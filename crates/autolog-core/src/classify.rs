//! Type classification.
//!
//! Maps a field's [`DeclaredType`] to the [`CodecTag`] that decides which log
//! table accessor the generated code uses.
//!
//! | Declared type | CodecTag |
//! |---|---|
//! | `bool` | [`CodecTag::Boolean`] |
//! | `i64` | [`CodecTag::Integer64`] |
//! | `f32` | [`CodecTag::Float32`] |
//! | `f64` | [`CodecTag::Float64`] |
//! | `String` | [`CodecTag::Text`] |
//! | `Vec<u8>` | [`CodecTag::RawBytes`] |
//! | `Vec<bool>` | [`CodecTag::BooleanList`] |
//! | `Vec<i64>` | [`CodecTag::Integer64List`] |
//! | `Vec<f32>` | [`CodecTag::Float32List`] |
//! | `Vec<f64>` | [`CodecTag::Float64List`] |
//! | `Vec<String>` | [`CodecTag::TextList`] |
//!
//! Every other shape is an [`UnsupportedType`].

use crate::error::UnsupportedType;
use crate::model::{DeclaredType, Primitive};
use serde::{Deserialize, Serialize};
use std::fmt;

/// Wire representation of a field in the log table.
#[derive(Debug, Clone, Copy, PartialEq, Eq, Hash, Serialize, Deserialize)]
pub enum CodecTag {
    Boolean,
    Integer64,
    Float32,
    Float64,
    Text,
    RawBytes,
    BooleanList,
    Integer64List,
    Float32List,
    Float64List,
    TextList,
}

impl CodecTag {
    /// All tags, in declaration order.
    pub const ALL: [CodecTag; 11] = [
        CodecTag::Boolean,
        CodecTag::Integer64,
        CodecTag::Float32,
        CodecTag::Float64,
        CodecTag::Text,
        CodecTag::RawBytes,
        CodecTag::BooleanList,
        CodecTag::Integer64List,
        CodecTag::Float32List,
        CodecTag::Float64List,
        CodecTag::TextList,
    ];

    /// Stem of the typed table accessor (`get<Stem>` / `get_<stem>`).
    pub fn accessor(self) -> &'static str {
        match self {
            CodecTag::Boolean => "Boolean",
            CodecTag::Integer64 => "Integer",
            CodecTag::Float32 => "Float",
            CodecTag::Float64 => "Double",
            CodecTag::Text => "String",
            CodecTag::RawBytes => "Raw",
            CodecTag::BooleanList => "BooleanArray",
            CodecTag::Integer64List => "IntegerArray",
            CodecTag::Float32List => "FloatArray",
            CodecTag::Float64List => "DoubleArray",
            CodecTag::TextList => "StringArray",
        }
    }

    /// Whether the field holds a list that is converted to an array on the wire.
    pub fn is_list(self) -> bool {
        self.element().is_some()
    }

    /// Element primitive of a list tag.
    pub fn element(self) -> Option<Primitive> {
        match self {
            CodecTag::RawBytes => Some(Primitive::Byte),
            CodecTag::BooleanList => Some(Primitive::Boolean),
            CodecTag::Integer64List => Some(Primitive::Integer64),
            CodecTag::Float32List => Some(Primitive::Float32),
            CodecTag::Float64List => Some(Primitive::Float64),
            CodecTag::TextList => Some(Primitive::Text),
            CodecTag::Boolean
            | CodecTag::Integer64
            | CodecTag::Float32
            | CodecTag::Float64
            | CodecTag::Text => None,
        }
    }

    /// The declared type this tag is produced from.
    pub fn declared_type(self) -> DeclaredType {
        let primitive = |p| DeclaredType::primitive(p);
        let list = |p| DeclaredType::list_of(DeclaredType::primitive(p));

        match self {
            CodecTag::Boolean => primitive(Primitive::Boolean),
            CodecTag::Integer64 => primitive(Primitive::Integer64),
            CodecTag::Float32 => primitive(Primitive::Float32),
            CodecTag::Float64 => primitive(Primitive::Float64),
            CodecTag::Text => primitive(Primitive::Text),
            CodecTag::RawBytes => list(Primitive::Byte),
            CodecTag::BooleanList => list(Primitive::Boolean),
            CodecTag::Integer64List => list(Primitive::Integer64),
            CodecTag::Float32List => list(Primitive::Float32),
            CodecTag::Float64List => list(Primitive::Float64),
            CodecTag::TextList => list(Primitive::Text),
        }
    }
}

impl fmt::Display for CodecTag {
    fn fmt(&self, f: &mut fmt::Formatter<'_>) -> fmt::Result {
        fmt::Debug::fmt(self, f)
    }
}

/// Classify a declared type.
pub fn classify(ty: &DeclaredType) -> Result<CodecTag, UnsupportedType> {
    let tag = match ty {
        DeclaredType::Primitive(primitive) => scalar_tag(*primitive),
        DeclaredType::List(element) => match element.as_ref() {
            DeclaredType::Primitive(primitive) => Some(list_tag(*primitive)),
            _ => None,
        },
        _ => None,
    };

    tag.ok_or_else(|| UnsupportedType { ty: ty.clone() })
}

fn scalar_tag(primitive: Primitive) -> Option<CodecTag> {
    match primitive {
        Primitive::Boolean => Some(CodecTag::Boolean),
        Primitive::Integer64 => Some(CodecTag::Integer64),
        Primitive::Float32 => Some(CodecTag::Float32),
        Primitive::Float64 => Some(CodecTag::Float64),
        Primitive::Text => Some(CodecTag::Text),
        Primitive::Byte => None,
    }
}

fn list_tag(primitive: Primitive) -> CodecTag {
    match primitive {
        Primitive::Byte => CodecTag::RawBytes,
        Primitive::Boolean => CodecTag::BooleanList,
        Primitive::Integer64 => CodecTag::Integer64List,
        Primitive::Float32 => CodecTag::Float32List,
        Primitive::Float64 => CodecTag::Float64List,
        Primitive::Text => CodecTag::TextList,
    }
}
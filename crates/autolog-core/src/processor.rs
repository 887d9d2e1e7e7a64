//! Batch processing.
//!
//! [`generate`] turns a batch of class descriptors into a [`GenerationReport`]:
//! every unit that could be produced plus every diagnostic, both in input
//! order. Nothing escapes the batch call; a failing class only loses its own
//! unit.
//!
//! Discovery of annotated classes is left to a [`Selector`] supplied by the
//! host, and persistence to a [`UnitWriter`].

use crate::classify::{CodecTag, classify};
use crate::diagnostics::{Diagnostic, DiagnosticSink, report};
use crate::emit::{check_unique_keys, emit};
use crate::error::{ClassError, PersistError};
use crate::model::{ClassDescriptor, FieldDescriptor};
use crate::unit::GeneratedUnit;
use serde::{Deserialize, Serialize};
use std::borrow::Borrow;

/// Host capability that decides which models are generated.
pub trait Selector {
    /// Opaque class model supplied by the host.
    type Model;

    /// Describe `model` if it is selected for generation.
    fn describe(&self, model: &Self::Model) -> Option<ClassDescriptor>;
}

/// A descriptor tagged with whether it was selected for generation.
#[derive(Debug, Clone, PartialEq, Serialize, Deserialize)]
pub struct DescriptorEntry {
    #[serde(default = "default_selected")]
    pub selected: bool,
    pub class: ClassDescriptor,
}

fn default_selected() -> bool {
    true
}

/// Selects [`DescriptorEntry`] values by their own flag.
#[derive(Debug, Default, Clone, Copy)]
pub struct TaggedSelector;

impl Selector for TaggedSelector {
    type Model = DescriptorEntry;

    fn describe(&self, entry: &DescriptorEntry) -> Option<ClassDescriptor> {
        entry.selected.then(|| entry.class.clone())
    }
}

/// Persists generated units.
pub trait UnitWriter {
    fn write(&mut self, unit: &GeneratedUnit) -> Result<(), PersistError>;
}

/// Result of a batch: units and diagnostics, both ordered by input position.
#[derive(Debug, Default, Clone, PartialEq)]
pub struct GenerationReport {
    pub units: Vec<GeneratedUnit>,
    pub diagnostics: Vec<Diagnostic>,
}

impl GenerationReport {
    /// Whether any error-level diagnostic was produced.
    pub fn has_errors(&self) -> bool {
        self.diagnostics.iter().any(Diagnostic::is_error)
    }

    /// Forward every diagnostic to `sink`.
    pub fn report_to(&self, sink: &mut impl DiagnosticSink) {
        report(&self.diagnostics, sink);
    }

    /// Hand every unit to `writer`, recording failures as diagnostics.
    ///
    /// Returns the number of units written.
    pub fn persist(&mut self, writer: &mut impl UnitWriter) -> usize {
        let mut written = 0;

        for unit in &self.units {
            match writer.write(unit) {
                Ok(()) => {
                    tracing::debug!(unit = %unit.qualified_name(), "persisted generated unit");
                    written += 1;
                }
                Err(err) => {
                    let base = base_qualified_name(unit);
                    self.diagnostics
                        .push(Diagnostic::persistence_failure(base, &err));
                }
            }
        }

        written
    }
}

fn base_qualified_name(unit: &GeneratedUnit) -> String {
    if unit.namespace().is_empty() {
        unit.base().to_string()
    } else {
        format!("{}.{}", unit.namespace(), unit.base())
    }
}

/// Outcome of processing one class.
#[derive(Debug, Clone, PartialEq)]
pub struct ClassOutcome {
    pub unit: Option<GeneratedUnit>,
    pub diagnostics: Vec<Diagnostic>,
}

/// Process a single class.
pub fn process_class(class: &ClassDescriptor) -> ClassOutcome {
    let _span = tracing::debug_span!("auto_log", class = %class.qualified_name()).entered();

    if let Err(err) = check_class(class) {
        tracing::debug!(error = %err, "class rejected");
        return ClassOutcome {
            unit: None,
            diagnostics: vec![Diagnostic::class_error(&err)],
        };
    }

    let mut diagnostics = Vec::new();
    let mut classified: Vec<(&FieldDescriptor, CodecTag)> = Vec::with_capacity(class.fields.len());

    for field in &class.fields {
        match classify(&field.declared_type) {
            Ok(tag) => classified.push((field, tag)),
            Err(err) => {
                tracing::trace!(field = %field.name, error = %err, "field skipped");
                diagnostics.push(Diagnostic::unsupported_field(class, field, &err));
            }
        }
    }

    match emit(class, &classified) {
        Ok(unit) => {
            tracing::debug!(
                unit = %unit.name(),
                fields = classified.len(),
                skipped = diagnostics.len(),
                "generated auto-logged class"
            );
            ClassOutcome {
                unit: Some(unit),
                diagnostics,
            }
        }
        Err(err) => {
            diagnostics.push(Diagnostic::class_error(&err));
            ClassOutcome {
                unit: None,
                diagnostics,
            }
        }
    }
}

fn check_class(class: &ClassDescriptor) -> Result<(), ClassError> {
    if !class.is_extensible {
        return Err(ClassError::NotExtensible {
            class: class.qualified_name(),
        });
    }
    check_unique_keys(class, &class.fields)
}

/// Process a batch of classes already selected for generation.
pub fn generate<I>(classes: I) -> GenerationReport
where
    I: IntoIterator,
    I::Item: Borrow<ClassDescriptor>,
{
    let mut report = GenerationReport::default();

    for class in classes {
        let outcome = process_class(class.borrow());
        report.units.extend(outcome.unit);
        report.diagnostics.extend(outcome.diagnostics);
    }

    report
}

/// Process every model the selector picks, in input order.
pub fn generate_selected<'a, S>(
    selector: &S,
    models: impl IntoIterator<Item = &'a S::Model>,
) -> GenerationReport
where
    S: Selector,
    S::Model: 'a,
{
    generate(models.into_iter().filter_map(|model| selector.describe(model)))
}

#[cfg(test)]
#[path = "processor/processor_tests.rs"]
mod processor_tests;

--

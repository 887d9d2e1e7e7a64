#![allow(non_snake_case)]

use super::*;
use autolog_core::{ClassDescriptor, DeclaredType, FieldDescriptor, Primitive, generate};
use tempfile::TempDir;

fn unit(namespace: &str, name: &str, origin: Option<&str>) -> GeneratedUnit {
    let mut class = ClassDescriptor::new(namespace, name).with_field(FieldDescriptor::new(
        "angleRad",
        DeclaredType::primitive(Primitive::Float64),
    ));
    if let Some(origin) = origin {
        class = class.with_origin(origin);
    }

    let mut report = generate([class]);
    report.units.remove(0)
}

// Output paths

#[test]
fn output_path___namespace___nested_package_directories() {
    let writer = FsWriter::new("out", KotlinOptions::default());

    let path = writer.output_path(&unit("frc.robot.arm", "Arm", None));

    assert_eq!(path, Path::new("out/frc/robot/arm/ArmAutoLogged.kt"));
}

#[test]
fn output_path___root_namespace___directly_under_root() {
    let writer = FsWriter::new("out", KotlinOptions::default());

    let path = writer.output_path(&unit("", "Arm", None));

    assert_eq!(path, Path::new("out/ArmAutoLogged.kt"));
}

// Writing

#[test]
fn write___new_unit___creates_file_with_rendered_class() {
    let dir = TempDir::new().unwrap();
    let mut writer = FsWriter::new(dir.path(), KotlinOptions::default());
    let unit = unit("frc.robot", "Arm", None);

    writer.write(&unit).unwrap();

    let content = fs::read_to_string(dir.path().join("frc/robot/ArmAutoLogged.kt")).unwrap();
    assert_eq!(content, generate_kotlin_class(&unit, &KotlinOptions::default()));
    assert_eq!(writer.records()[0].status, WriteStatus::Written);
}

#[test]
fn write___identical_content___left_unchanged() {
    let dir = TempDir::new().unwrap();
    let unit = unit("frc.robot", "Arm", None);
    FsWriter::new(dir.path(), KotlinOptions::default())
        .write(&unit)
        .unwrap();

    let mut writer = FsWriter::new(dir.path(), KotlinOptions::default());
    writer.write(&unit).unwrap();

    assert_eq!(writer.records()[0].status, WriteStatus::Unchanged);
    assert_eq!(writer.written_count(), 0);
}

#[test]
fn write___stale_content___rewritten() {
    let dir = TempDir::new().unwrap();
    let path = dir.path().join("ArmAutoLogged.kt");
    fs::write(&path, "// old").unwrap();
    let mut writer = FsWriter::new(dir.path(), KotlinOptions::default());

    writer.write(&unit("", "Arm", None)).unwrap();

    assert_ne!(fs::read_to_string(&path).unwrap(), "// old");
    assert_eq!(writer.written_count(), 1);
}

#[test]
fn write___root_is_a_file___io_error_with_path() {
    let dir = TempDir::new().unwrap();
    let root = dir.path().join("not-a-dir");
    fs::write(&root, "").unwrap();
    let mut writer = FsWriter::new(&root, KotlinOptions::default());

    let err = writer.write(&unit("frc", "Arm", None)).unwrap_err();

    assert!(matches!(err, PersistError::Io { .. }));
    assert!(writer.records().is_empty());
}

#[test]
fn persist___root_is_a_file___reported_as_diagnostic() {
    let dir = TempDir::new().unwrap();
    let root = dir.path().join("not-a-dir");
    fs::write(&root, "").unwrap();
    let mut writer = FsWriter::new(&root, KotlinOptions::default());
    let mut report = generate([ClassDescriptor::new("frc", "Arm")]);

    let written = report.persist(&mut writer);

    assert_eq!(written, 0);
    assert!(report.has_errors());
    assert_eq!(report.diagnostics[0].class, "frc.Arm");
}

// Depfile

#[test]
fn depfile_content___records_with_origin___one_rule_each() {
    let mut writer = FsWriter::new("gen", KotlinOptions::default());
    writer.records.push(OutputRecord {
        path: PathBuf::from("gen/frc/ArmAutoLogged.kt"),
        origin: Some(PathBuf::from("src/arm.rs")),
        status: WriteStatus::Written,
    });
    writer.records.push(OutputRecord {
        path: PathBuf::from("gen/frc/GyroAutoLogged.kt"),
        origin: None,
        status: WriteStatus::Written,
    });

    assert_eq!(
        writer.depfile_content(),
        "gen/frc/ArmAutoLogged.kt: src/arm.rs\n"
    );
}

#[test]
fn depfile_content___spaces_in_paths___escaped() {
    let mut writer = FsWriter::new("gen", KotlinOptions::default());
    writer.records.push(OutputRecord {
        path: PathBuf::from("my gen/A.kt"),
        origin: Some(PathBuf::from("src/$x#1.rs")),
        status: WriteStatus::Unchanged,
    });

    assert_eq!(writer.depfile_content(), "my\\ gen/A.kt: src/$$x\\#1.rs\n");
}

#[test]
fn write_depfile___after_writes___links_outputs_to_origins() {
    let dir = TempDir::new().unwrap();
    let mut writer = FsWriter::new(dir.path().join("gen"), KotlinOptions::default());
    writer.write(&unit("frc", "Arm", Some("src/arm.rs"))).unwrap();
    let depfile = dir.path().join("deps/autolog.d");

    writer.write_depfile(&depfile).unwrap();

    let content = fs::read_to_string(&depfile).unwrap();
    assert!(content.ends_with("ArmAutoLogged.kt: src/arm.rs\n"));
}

--

» TASK DIRECTIONS: Check each line in the entries above for the string "processing", then give the number of matching lines alone.

» TASK RESPONSE: 2